═════ Records provided

//! Request and response types for the GridPlay API.

use chrono::{DateTime, Utc};
use serde::{Deserialize, Serialize};
use std::collections::BTreeMap;

use crate::aggregator::{QualifyingPositions, WinProbabilities};
use crate::battles::BattlePrediction;
use crate::storage::LeaderboardRow;

/// Post-qualifying prediction request
#[derive(Debug, Clone, Deserialize, Serialize)]
pub struct PostQualifyingRequest {
    pub race_id: String,
    /// Driver id -> grid position, e.g. {"VER": 1, "LEC": 2}
    pub qualifying_pos: QualifyingPositions,
}

/// Per-driver prediction
#[derive(Debug, Clone, Serialize, PartialEq)]
pub struct DriverPrediction {
    pub win_prob: f64,
}

/// Post-qualifying prediction response
#[derive(Debug, Serialize)]
pub struct PostQualifyingResponse {
    pub race_id: String,
    pub predictions: BTreeMap<String, DriverPrediction>,
}

impl PostQualifyingResponse {
    pub fn new(race_id: String, win_probs: WinProbabilities) -> Self {
        Self {
            race_id,
            predictions: win_probs
                .into_iter()
                .map(|(driver, win_prob)| (driver, DriverPrediction { win_prob }))
                .collect(),
        }
    }
}

/// Fan-battle submission
#[derive(Debug, Clone, Deserialize)]
pub struct BattleSubmitRequest {
    pub user_id: String,
    pub race_id: String,
    /// Driver id -> predicted finishing position
    pub prediction: BattlePrediction,
}

/// Leaderboard line returned with a submission
#[derive(Debug, Serialize)]
pub struct LeaderboardTopEntry {
    pub user_id: String,
    pub race_id: String,
    pub score: i64,
}

impl From<LeaderboardRow> for LeaderboardTopEntry {
    fn from(row: LeaderboardRow) -> Self {
        Self {
            user_id: row.user_id,
            race_id: row.race_id,
            score: row.score,
        }
    }
}

/// Fan-battle submission response
#[derive(Debug, Serialize)]
pub struct BattleSubmitResponse {
    pub id: i64,
    pub score: i64,
    pub leaderboard_top: Vec<LeaderboardTopEntry>,
}

/// Leaderboard line for a race
#[derive(Debug, Serialize)]
pub struct LeaderboardEntry {
    pub user_id: String,
    pub score: i64,
    pub created_at: DateTime<Utc>,
}

impl From<LeaderboardRow> for LeaderboardEntry {
    fn from(row: LeaderboardRow) -> Self {
        Self {
            user_id: row.user_id,
            score: row.score,
            created_at: row.created_at,
        }
    }
}

/// Leaderboard response
#[derive(Debug, Serialize)]
pub struct LeaderboardResponse {
    pub race_id: String,
    pub leaderboard: Vec<LeaderboardEntry>,
}

/// Root banner
#[derive(Debug, Serialize)]
pub struct RootResponse {
    pub message: String,
}

/// Health check response
#[derive(Debug, Serialize)]
pub struct HealthResponse {
    pub status: String,
    pub version: String,
}

/// Model info response
#[derive(Debug, Serialize)]
pub struct ModelInfoResponse {
    pub loaded: bool,
    #[serde(skip_serializing_if = "Option::is_none")]
    pub model_path: Option<String>,
    pub features: Vec<String>,
}

/// API error response
#[derive(Debug, Serialize)]
pub struct ErrorResponse {
    pub error: String,
    pub message: String,
}
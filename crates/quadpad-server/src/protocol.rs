// Copyright 2026 Phillip Cloud
// Licensed under the Apache License, Version 2.0

use anyhow::{Context, Result, anyhow, bail};
use quadpad_app::{Coefficients, Root, SolveReport, SolveResponse};
use serde_json::Value;

use crate::solver::{Solution, SolutionRoot};

const COEFFICIENT_NAMES: [&str; 3] = ["a", "b", "c"];

/// Reads `{"params": {"a", "b", "c"}}`. Numbers and numeric strings are
/// accepted; extra keys are ignored.
pub fn parse_request(body: &str) -> Result<Coefficients> {
    let data: Value = serde_json::from_str(body).context("invalid JSON")?;

    let Some(params) = data.get("params") else {
        bail!("missing 'params' key in request");
    };
    let Some(params) = params.as_object() else {
        bail!("'params' must be an object");
    };

    let missing: Vec<&str> = COEFFICIENT_NAMES
        .iter()
        .copied()
        .filter(|name| !params.contains_key(*name))
        .collect();
    if !missing.is_empty() {
        bail!("missing coefficients: {}", missing.join(", "));
    }

    Ok(Coefficients::new(
        coefficient(params, "a")?,
        coefficient(params, "b")?,
        coefficient(params, "c")?,
    ))
}

fn coefficient(params: &serde_json::Map<String, Value>, name: &str) -> Result<f64> {
    let value = match params.get(name) {
        Some(Value::Number(number)) => number.as_f64(),
        Some(Value::String(text)) => text.trim().parse::<f64>().ok(),
        _ => None,
    }
    .ok_or_else(|| anyhow!("coefficient {name} is not a number"))?;

    if !value.is_finite() {
        bail!("coefficient {name} must be finite");
    }
    Ok(value)
}

pub fn message_for(solution: &Solution) -> &'static str {
    match solution.roots.as_slice() {
        [SolutionRoot::AnyNumber] => "Success! Infinitely many solutions",
        [] => "Success! No real roots",
        [_] => "Success! One root",
        _ => "Success! Two roots",
    }
}

pub fn create_response(solution: &Solution, error: Option<&str>) -> Result<String> {
    let roots: Vec<Root> = solution.roots.iter().map(|root| root.to_wire()).collect();
    let response = SolveResponse {
        result: Some(SolveReport {
            roots,
            discriminant: solution.discriminant,
            message: message_for(solution).to_owned(),
        }),
        error: error.map(str::to_owned),
    };
    serde_json::to_string(&response).context("encode solve response")
}

pub fn error_response(message: &str) -> Result<String> {
    let response = SolveResponse {
        result: Some(SolveReport {
            roots: Vec::new(),
            discriminant: 0.0,
            message: "Error".to_owned(),
        }),
        error: Some(message.to_owned()),
    };
    serde_json::to_string(&response).context("encode error response")
}
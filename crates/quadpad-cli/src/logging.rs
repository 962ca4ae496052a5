// Copyright 2026 Phillip Cloud
// Licensed under the Apache License, Version 2.0

use crate::config::Config;
use anyhow::{Context, Result, anyhow};
use std::fs::OpenOptions;
use std::io;
use std::sync::Mutex;
use tracing_subscriber::EnvFilter;

#[derive(Debug, Clone, Copy, PartialEq, Eq)]
pub enum LogTarget {
    /// Headless modes (`--serve`, `--solve`).
    Stderr,
    /// The TUI owns the terminal, so it only logs to `[log] file`.
    FileOnly,
}

fn env_filter(config: &Config) -> Result<EnvFilter> {
    match EnvFilter::try_from_default_env() {
        Ok(filter) => Ok(filter),
        Err(_) => EnvFilter::try_new(config.log_level())
            .with_context(|| format!("invalid log level {:?}", config.log_level())),
    }
}

pub fn init(config: &Config, target: LogTarget) -> Result<()> {
    let filter = env_filter(config)?;
    let builder = tracing_subscriber::fmt().with_env_filter(filter);

    let installed = match (target, config.log_file()) {
        (_, Some(path)) => {
            let file = OpenOptions::new()
                .create(true)
                .append(true)
                .open(&path)
                .with_context(|| {
                    format!(
                        "open log file {} -- fix [log].file or remove it",
                        path.display()
                    )
                })?;
            builder
                .with_ansi(false)
                .with_writer(Mutex::new(file))
                .try_init()
        }
        (LogTarget::Stderr, None) => builder.with_writer(io::stderr).try_init(),
        (LogTarget::FileOnly, None) => return Ok(()),
    };
    installed.map_err(|error| anyhow!("install log subscriber: {error}"))
}
// Copyright 2026 Phillip Cloud
// Licensed under the Apache License, Version 2.0

use anyhow::{Context, Result, anyhow, bail};
use quadpad_app::{Coefficients, SOLVE_PATH, SolveOutcome, SolveRequest, SolveResponse};
use reqwest::StatusCode;
use reqwest::blocking::Client as HttpClient;
use std::time::Duration;
use url::Url;

#[derive(Debug, Clone)]
pub struct Client {
    base_url: String,
    endpoint: Url,
    timeout: Duration,
    http: HttpClient,
}

impl Client {
    pub fn new(base_url: &str, timeout: Duration) -> Result<Self> {
        let base_url = base_url.trim_end_matches('/').to_owned();
        if base_url.is_empty() {
            bail!("solver.base_url must not be empty");
        }

        let endpoint = Url::parse(&format!("{base_url}{SOLVE_PATH}"))
            .with_context(|| format!("invalid solver base_url {base_url:?}"))?;
        if !matches!(endpoint.scheme(), "http" | "https") {
            bail!(
                "solver.base_url {base_url:?} must use http or https, got {}",
                endpoint.scheme()
            );
        }

        let http = HttpClient::builder()
            .timeout(timeout)
            .build()
            .context("build HTTP client")?;

        Ok(Self {
            base_url,
            endpoint,
            timeout,
            http,
        })
    }

    pub fn base_url(&self) -> &str {
        &self.base_url
    }

    pub fn endpoint(&self) -> &Url {
        &self.endpoint
    }

    pub fn timeout(&self) -> Duration {
        self.timeout
    }

    /// Sends one solve request. The solver's own `error` field is not an
    /// `Err` here; only transport and decode failures are.
    pub fn solve(&self, coefficients: Coefficients) -> Result<SolveResponse> {
        tracing::debug!(endpoint = %self.endpoint, ?coefficients, "sending solve request");
        let response = self
            .http
            .post(self.endpoint.clone())
            .json(&SolveRequest::new(coefficients))
            .send()
            .map_err(|error| connection_error(&self.base_url, error))?;

        let status = response.status();
        let body = response.text().context("read solve response")?;
        tracing::debug!(status = status.as_u16(), bytes = body.len(), "solve response received");

        match serde_json::from_str::<SolveResponse>(&body) {
            Ok(parsed) => Ok(parsed),
            Err(_) if !status.is_success() => Err(clean_error_response(status, &body)),
            Err(error) => Err(error).context("decode solve response"),
        }
    }

    /// Round trip folded into the value the result area renders.
    pub fn solve_outcome(&self, coefficients: Coefficients) -> SolveOutcome {
        match self.solve(coefficients) {
            Ok(response) => response.into_outcome(),
            Err(error) => {
                tracing::warn!(error = %format!("{error:#}"), "solve request failed");
                SolveOutcome::Failed(format!("{error:#}"))
            }
        }
    }
}

fn connection_error(base_url: &str, error: reqwest::Error) -> anyhow::Error {
    anyhow!(
        "cannot reach {} -- start the solver with `quadpad --serve` ({})",
        base_url,
        error
    )
}

fn clean_error_response(status: StatusCode, body: &str) -> anyhow::Error {
    let trimmed = body.trim();
    if !trimmed.is_empty() && trimmed.len() < 100 && !trimmed.contains('<') {
        return anyhow!("server error ({}): {}", status.as_u16(), trimmed);
    }

    anyhow!("server returned {}", status.as_u16())
}
// Copyright 2026 Phillip Cloud
// Licensed under the Apache License, Version 2.0

use quadpad_app::{Coefficients, Root};

const SNAP_TOLERANCE: f64 = 1e-9;

#[derive(Debug, Clone, Copy, PartialEq)]
pub enum SolutionRoot {
    Real(f64),
    Complex { re: f64, im: f64 },
    AnyNumber,
}

impl SolutionRoot {
    pub fn to_wire(self) -> Root {
        match self {
            Self::Real(value) => Root::Number(value),
            Self::Complex { re, im } => Root::Text(format_complex(re, im)),
            Self::AnyNumber => Root::AnyNumber,
        }
    }
}

#[derive(Debug, Clone, PartialEq)]
pub struct Solution {
    pub roots: Vec<SolutionRoot>,
    pub discriminant: f64,
}

/// Solves `a·x² + b·x + c = 0`, falling back to the linear case when `a` is
/// zero. Complex roots are returned as such rather than dropped.
pub fn solve_quadratic(coefficients: Coefficients) -> Solution {
    let Coefficients { a, b, c } = coefficients;

    if a == 0.0 {
        let roots = if b != 0.0 {
            vec![SolutionRoot::Real(-c / b)]
        } else if c == 0.0 {
            vec![SolutionRoot::AnyNumber]
        } else {
            Vec::new()
        };
        return Solution {
            roots,
            discriminant: 0.0,
        };
    }

    let discriminant = b * b - 4.0 * a * c;
    let denominator = 2.0 * a;

    if discriminant == 0.0 {
        return Solution {
            roots: vec![SolutionRoot::Real(-b / denominator)],
            discriminant,
        };
    }

    let roots = if discriminant > 0.0 {
        let sqrt_d = discriminant.sqrt();
        vec![
            classify(-b + sqrt_d, 0.0, denominator),
            classify(-b - sqrt_d, 0.0, denominator),
        ]
    } else {
        let sqrt_d = (-discriminant).sqrt();
        vec![
            classify(-b, sqrt_d, denominator),
            classify(-b, -sqrt_d, denominator),
        ]
    };

    Solution {
        roots,
        discriminant,
    }
}

fn classify(re_numerator: f64, im_numerator: f64, denominator: f64) -> SolutionRoot {
    let re = snap(re_numerator / denominator);
    let im = snap(im_numerator / denominator);
    if im == 0.0 {
        SolutionRoot::Real(re)
    } else {
        SolutionRoot::Complex { re, im }
    }
}

fn snap(value: f64) -> f64 {
    if value.abs() <= SNAP_TOLERANCE {
        0.0
    } else {
        value
    }
}

/// `1j`, `-2.5j` for purely imaginary values, `(1+2j)` otherwise.
pub fn format_complex(re: f64, im: f64) -> String {
    if re == 0.0 {
        return format!("{im}j");
    }
    let sign = if im < 0.0 { '-' } else { '+' };
    format!("({re}{sign}{}j)", im.abs())
}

══════════

Reproduce verbatim the range of lines that opens the records and closes with the line containing "predictions: win_probs". Omit everything after it.

▶ _Answer for this exercise_:
//! Request and response types for the GridPlay API.

use chrono::{DateTime, Utc};
use serde::{Deserialize, Serialize};
use std::collections::BTreeMap;

use crate::aggregator::{QualifyingPositions, WinProbabilities};
use crate::battles::BattlePrediction;
use crate::storage::LeaderboardRow;

/// Post-qualifying prediction request
#[derive(Debug, Clone, Deserialize, Serialize)]
pub struct PostQualifyingRequest {
    pub race_id: String,
    /// Driver id -> grid position, e.g. {"VER": 1, "LEC": 2}
    pub qualifying_pos: QualifyingPositions,
}

/// Per-driver prediction
#[derive(Debug, Clone, Serialize, PartialEq)]
pub struct DriverPrediction {
    pub win_prob: f64,
}

/// Post-qualifying prediction response
#[derive(Debug, Serialize)]
pub struct PostQualifyingResponse {
    pub race_id: String,
    pub predictions: BTreeMap<String, DriverPrediction>,
}

impl PostQualifyingResponse {
    pub fn new(race_id: String, win_probs: WinProbabilities) -> Self {
        Self {
            race_id,
            predictions: win_probs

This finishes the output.